Although you may have come across some of the more commonly discussed complications mentioned here, this list shouldn’t be taken as medical advice – it would be impossible to state all the risks and meaningless in some ways as they will vary from patient to patient. There is simply no substitute for dialogue with the surgical team. The descriptions here only serve to emphasise abdominoplasty is a serious surgical procedure requiring specialist surgical expertise. Finally, to balance the picture, it is also equally true that this type of plastic surgery is quite routinely performed around the world.

- Bleeding underneath the skin which the drainage tubes the surgeon inserts may not be able to adequately clear, sometimes accompany by a hematoma (blood clot). This type of complication requires further corrective surgery.

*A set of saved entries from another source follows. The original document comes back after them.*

//! Saving, deleting and reloading models.
//!
//! Every operation fires the model's lifecycle events through the
//! registry. A `false` from a `saving`, `creating`, `updating`, `deleting`
//! or `restoring` listener aborts the operation, which then returns
//! `Ok(false)` without touching the database.

use std::sync::Arc;

use quarry_query::{QueryBuilder, QueryError, QueryResult, Row, Value};
use tracing::{debug, instrument};

use crate::events::ModelEvent;
use crate::model::Model;
use crate::orm::Orm;

impl Model {
    fn table_query<'o>(&self, orm: Orm<'o>) -> QueryResult<QueryBuilder<'o>> {
        Ok(orm.connection_for(self.def())?.table(self.def().table_name()))
    }

    fn key_query<'o>(&self, orm: Orm<'o>) -> QueryResult<QueryBuilder<'o>> {
        let key = self.key_for_save();
        if key.is_null() {
            return Err(QueryError::invalid_query(format!(
                "{} has no primary key value",
                self.name()
            ))
            .with_model(self.name()));
        }
        Ok(self.table_query(orm)?.where_eq(self.get_key_name().to_string(), key))
    }

    /// Insert or update the model.
    ///
    /// New models are inserted with every attribute; existing models write
    /// only their dirty attributes, and nothing at all when clean. The
    /// original snapshot is synced afterwards.
    #[instrument(skip_all, fields(model = %self.name(), exists = self.exists))]
    pub fn save(&mut self, orm: Orm<'_>) -> QueryResult<bool> {
        let registry = orm.registry();
        if !registry.fire(ModelEvent::Saving, self) {
            return Ok(false);
        }

        let saved = if self.exists {
            if self.is_dirty() {
                self.perform_update(orm)?
            } else {
                true
            }
        } else {
            self.perform_insert(orm)?
        };

        if saved {
            registry.fire(ModelEvent::Saved, self);
            self.sync_original();
        }
        Ok(saved)
    }

    fn perform_insert(&mut self, orm: Orm<'_>) -> QueryResult<bool> {
        if !orm.registry().fire(ModelEvent::Creating, self) {
            return Ok(false);
        }
        self.update_timestamps();

        let query = self.table_query(orm)?;
        let attributes = self.attributes().clone();
        if self.def().is_incrementing() && self.get_key().is_null() {
            let key_name = self.get_key_name().to_string();
            let mut row = attributes;
            row.shift_remove(&key_name);
            let id = query.insert_get_id(row, Some(&key_name))?;
            self.set_raw(key_name, id);
        } else {
            query.insert([attributes])?;
        }

        self.sync_changes();
        self.exists = true;
        self.was_recently_created = true;
        debug!(model = %self.name(), key = %self.get_key(), "model inserted");
        orm.registry().fire(ModelEvent::Created, self);
        Ok(true)
    }

    fn perform_update(&mut self, orm: Orm<'_>) -> QueryResult<bool> {
        if !orm.registry().fire(ModelEvent::Updating, self) {
            return Ok(false);
        }
        self.update_timestamps();

        let dirty = self.get_dirty();
        if !dirty.is_empty() {
            self.key_query(orm)?.update(dirty)?;
            self.sync_changes();
            debug!(model = %self.name(), key = %self.get_key(), changed = self.get_changes().len(), "model updated");
            orm.registry().fire(ModelEvent::Updated, self);
        }
        Ok(true)
    }

    /// Fill `attributes` and save; `Ok(false)` for a model that was never
    /// stored.
    pub fn update<I, K, V>(&mut self, orm: Orm<'_>, attributes: I) -> QueryResult<bool>
    where
        I: IntoIterator<Item = (K, V)>,
        K: Into<String>,
        V: Into<Value>,
    {
        if !self.exists {
            return Ok(false);
        }
        self.fill(attributes)?;
        self.save(orm)
    }

    /// Delete the model; soft deletes when the model uses them.
    #[instrument(skip_all, fields(model = %self.name()))]
    pub fn delete(&mut self, orm: Orm<'_>) -> QueryResult<bool> {
        if !self.exists {
            return Ok(false);
        }
        if !orm.registry().fire(ModelEvent::Deleting, self) {
            return Ok(false);
        }

        match self.def().deleted_at_column().map(str::to_string) {
            Some(column) => self.run_soft_delete(orm, column)?,
            None => {
                self.key_query(orm)?.delete()?;
                self.exists = false;
            }
        }

        orm.registry().fire(ModelEvent::Deleted, self);
        Ok(true)
    }

    fn run_soft_delete(&mut self, orm: Orm<'_>, column: String) -> QueryResult<()> {
        let now = Value::DateTime(Model::fresh_timestamp());
        let mut columns = Row::new();
        columns.insert(column.clone(), now.clone());
        self.set_raw(column.clone(), now.clone());

        let updated_at = self.def().updated_at_column().to_string();
        if self.def().uses_timestamps() && !self.is_attribute_dirty(&updated_at) {
            self.set_raw(updated_at.clone(), now.clone());
            columns.insert(updated_at.clone(), now);
        }

        self.key_query(orm)?.update(columns)?;
        self.sync_original_attribute(&column);
        self.sync_original_attribute(&updated_at);
        Ok(())
    }

    /// Delete the row permanently, even for soft-deleting models.
    pub fn force_delete(&mut self, orm: Orm<'_>) -> QueryResult<bool> {
        if !self.exists {
            return Ok(false);
        }
        if !orm.registry().fire(ModelEvent::Deleting, self) {
            return Ok(false);
        }
        self.key_query(orm)?.delete()?;
        self.exists = false;
        orm.registry().fire(ModelEvent::Deleted, self);
        Ok(true)
    }

    /// Undo a soft delete.
    pub fn restore(&mut self, orm: Orm<'_>) -> QueryResult<bool> {
        let Some(column) = self.def().deleted_at_column().map(str::to_string) else {
            return Ok(false);
        };
        if !orm.registry().fire(ModelEvent::Restoring, self) {
            return Ok(false);
        }
        self.set_raw(column, Value::Null);
        let saved = self.save(orm)?;
        if saved {
            orm.registry().fire(ModelEvent::Restored, self);
        }
        Ok(saved)
    }

    /// Bump `updated_at` and save.
    pub fn touch(&mut self, orm: Orm<'_>) -> QueryResult<bool> {
        if !self.def().uses_timestamps() {
            return Ok(false);
        }
        let column = self.def().updated_at_column().to_string();
        self.set_raw(column, Value::DateTime(Model::fresh_timestamp()));
        if !self.exists {
            return Ok(true);
        }
        self.save(orm)
    }

    /// A newly loaded copy of the stored row, ignoring global scopes.
    pub fn fresh(&self, orm: Orm<'_>) -> QueryResult<Option<Model>> {
        if !self.exists {
            return Ok(None);
        }
        orm.query_def(Arc::clone(self.def()))?
            .without_global_scopes()
            .find(self.key_for_save())
    }

    /// Reload attributes and already loaded relations from the database.
    pub fn refresh(&mut self, orm: Orm<'_>) -> QueryResult<()> {
        let fresh = self.fresh(orm)?.ok_or_else(|| {
            QueryError::model_not_found(self.name(), vec![self.key_for_save()])
        })?;
        let loaded: Vec<String> = self.relations().keys().cloned().collect();

        *self = fresh;
        if !loaded.is_empty() {
            orm.load(std::slice::from_mut(self), loaded)?;
        }
        Ok(())
    }
}

#[cfg(test)]
mod tests {
    use super::*;
    use crate::definition::ModelDef;
    use crate::registry::Registry;
    use pretty_assertions::assert_eq;
    use quarry_query::connection::{testing::RecordingDriver, Connection};
    use quarry_query::row;

    fn setup() -> Registry {
        let registry = Registry::new();
        registry.register(ModelDef::new("User").fillable(["name", "email"]));
        registry.register(ModelDef::new("Post").fillable(["title"]).soft_deletes());
        registry
    }

    #[test]
    fn test_insert_stamps_and_sets_key() {
        let driver = RecordingDriver::new();
        let log = driver.log();
        let conn = Connection::new("test", driver);
        let registry = setup();
        let orm = Orm::new(&conn, &registry);

        let mut user = orm.new_model("User").unwrap();
        user.fill([("name", "ann")]).unwrap();
        assert!(user.save(orm).unwrap());

        assert!(user.exists());
        assert!(user.was_recently_created());
        assert_eq!(user.get_key(), Value::Int(1));
        assert!(user.is_clean());
        assert!(user.was_changed());
        assert!(user.was_attribute_changed("name"));
        assert!(user.was_attribute_changed("id"));
        assert!(matches!(user.get_raw("created_at"), Some(Value::DateTime(_))));
        assert_eq!(user.get_raw("created_at"), user.get_raw("updated_at"));
        assert_eq!(
            log.statements(),
            vec![r#"INSERT INTO "users" ("name", "created_at", "updated_at") VALUES (?, ?, ?)"#]
        );
    }

    #[test]
    fn test_update_writes_only_dirty_columns() {
        let driver = RecordingDriver::new();
        let log = driver.log();
        let conn = Connection::new("test", driver);
        let registry = setup();
        let orm = Orm::new(&conn, &registry);

        let mut user = Model::hydrate(
            registry.get("User").unwrap(),
            row! { "id" => 3, "name" => "ann", "email" => "a@x.io" },
        );
        user.set("name", "bob").unwrap();
        assert!(user.save(orm).unwrap());

        let entries = log.entries();
        assert_eq!(entries.len(), 1);
        assert_eq!(entries[0].0, r#"UPDATE "users" SET "name" = ?, "updated_at" = ? WHERE "id" = ?"#);
        assert_eq!(entries[0].1[0], Value::from("bob"));
        assert_eq!(entries[0].1[2], Value::Int(3));
        assert!(user.was_attribute_changed("name"));
        assert!(user.is_clean());
    }

    #[test]
    fn test_explicit_updated_at_is_kept() {
        let driver = RecordingDriver::new();
        let log = driver.log();
        let conn = Connection::new("test", driver);
        let registry = setup();
        let orm = Orm::new(&conn, &registry);

        let mut user = Model::hydrate(registry.get("User").unwrap(), row! { "id" => 3, "name" => "ann" });
        user.set("updated_at", "2020-01-01 00:00:00").unwrap();
        user.save(orm).unwrap();
        let bindings = &log.entries()[0].1;
        assert_eq!(bindings[0].to_string(), "2020-01-01 00:00:00");
    }

    #[test]
    fn test_clean_save_runs_no_statement() {
        let driver = RecordingDriver::new();
        let log = driver.log();
        let conn = Connection::new("test", driver);
        let registry = setup();
        let orm = Orm::new(&conn, &registry);

        let mut user = Model::hydrate(registry.get("User").unwrap(), row! { "id" => 3, "name" => "ann" });
        assert!(user.save(orm).unwrap());
        assert!(log.is_empty());
    }

    #[test]
    fn test_halting_listener_aborts_save() {
        let driver = RecordingDriver::new();
        let log = driver.log();
        let conn = Connection::new("test", driver);
        let registry = setup();
        registry.listen("User", ModelEvent::Creating, |model| model.get_raw("name").is_some());
        let orm = Orm::new(&conn, &registry);

        let mut user = orm.new_model("User").unwrap();
        assert!(!user.save(orm).unwrap());
        assert!(!user.exists());
        assert!(log.is_empty());
    }

    #[test]
    fn test_soft_delete_and_restore() {
        let driver = RecordingDriver::new();
        let log = driver.log();
        let conn = Connection::new("test", driver);
        let registry = setup();
        let orm = Orm::new(&conn, &registry);

        let mut post = Model::hydrate(
            registry.get("Post").unwrap(),
            row! { "id" => 9, "title" => "t", "deleted_at" => Value::Null },
        );
        assert!(post.delete(orm).unwrap());
        assert!(post.exists());
        assert!(post.trashed());
        assert!(post.is_clean());
        assert!(log.statements()[0].starts_with(r#"UPDATE "posts" SET "deleted_at" = ?, "updated_at" = ?"#));

        assert!(post.restore(orm).unwrap());
        assert!(!post.trashed());
        assert_eq!(log.len(), 2);

        assert!(post.force_delete(orm).unwrap());
        assert!(!post.exists());
        assert_eq!(log.statements()[2], r#"DELETE FROM "posts" WHERE "id" = ?"#);
    }

    #[test]
    fn test_delete_without_key_fails() {
        let conn = Connection::new("test", RecordingDriver::new());
        let registry = setup();
        let orm = Orm::new(&conn, &registry);

        let mut user = Model::hydrate(registry.get("User").unwrap(), row! { "name" => "ann" });
        assert!(user.delete(orm).is_err());
    }

    #[test]
    fn test_refresh_reloads_attributes() {
        let driver = RecordingDriver::new().queue_rows(vec![row! { "id" => 3, "name" => "fresh" }]);
        let conn = Connection::new("test", driver);
        let registry = setup();
        let orm = Orm::new(&conn, &registry);

        let mut user = Model::hydrate(registry.get("User").unwrap(), row! { "id" => 3, "name" => "stale" });
        user.set_raw("name", "edited");
        user.refresh(orm).unwrap();
        assert_eq!(user.get_raw("name"), Some(&Value::from("fresh")));
        assert!(user.is_clean());
    }
}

- Wound infection can occur after any surgery, although prophylactic antibiotics given before surgery can help minimise this risk.

- The extent of scarring can vary from patient to patient, and may require further surgery for scar revision if it is severe or ruptures.

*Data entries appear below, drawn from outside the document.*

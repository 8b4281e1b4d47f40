//! Naming conventions for tables and keys.

/// `BlogPost` → `blog_post`.
pub fn snake_case(name: &str) -> String {
    let mut out = String::with_capacity(name.len() + 4);
    let mut prev_lower = false;
    for ch in name.chars() {
        if ch.is_uppercase() {
            if prev_lower {
                out.push('_');
            }
            out.extend(ch.to_lowercase());
            prev_lower = false;
        } else if ch == ' ' || ch == '-' {
            out.push('_');
            prev_lower = false;
        } else {
            out.push(ch);
            prev_lower = ch.is_lowercase() || ch.is_ascii_digit();
        }
    }
    out
}

/// English plural of a lowercase word, covering the regular forms.
pub fn plural(word: &str) -> String {
    let consonant_y = word.ends_with('y')
        && !word.ends_with("ay")
        && !word.ends_with("ey")
        && !word.ends_with("oy")
        && !word.ends_with("uy");
    if consonant_y {
        format!("{}ies", &word[..word.len() - 1])
    } else if ["s", "x", "z", "ch", "sh"].iter().any(|end| word.ends_with(end)) {
        format!("{}es", word)
    } else {
        format!("{}s", word)
    }
}

/// Default table name of a model: snake case, pluralized on the last word.
pub fn table_name(model: &str) -> String {
    plural(&snake_case(model))
}

/// Default foreign key pointing at `model`: `user_id`.
pub fn foreign_key(model: &str, key: &str) -> String {
    format!("{}_{}", snake_case(model), key)
}

/// Default pivot table of two models: singular snake names in alphabetical order.
pub fn pivot_table(a: &str, b: &str) -> String {
    let mut names = [snake_case(a), snake_case(b)];
    names.sort();
    names.join("_")
}

#[cfg(test)]
mod tests {
    use super::*;
    use pretty_assertions::assert_eq;

    #[test]
    fn test_snake_case() {
        assert_eq!(snake_case("User"), "user");
        assert_eq!(snake_case("BlogPost"), "blog_post");
        assert_eq!(snake_case("already_snake"), "already_snake");
    }

    #[test]
    fn test_table_names() {
        assert_eq!(table_name("User"), "users");
        assert_eq!(table_name("Category"), "categories");
        assert_eq!(table_name("Box"), "boxes");
        assert_eq!(table_name("Journey"), "journeys");
        assert_eq!(table_name("BlogPost"), "blog_posts");
    }

    #[test]
    fn test_keys() {
        assert_eq!(foreign_key("BlogPost", "id"), "blog_post_id");
        assert_eq!(pivot_table("User", "Role"), "role_user");
    }
}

- Skin or fatty tissue can be subject to necrosis – literally, cell death. This appears more common in smokers (1).

- Pulmonary embolism invoices a blood clot which migrates to the lungs, although various techniques are used as routine precautionary measures to try to prevent this and occurrence is not routine.

- Numbness to abdominal region or thighs could occur if nerves become damaged during surgery. Generally, this will resolve over months, with occasionally small areas which do not regain sensation.

- Seromas can form due to collection of fluid between the muscle layer and the skin flap and could pose infections risks. Drainiage techniques aim to minimise this risk, which appears greater for patients with very high BMIs or smokers (2).

IMPORTANT DISCLAIMER:

Whilst every effort is made to give an accurate representation here, these pages CANNOT be a substitute for professional medical advice and/or treatment under any circumstances. They also CANNOT be used as the basis for any healthcare decision – please ONLY consult qualified, professional doctors for advice. Thank you.

Posted by: Health Watcher

References:

1. Kroll, S. S., MD. (1994) Necrosis of Abdominplasty and Other Secondary Flaps after TRAM Flap Breast Reconstruction. Plastic Reconstruction Surgery. 94: 637.

2. Kim, James M.D.; Stevenson, Thomas R. M.D. 2006. Abdominoplasty, Liposuction of the Flanks, and Obesity: Analyzing Risk Factors for Seroma Formation. Plastic and Reconstructive Surgery: 117 (3), pp.773-779.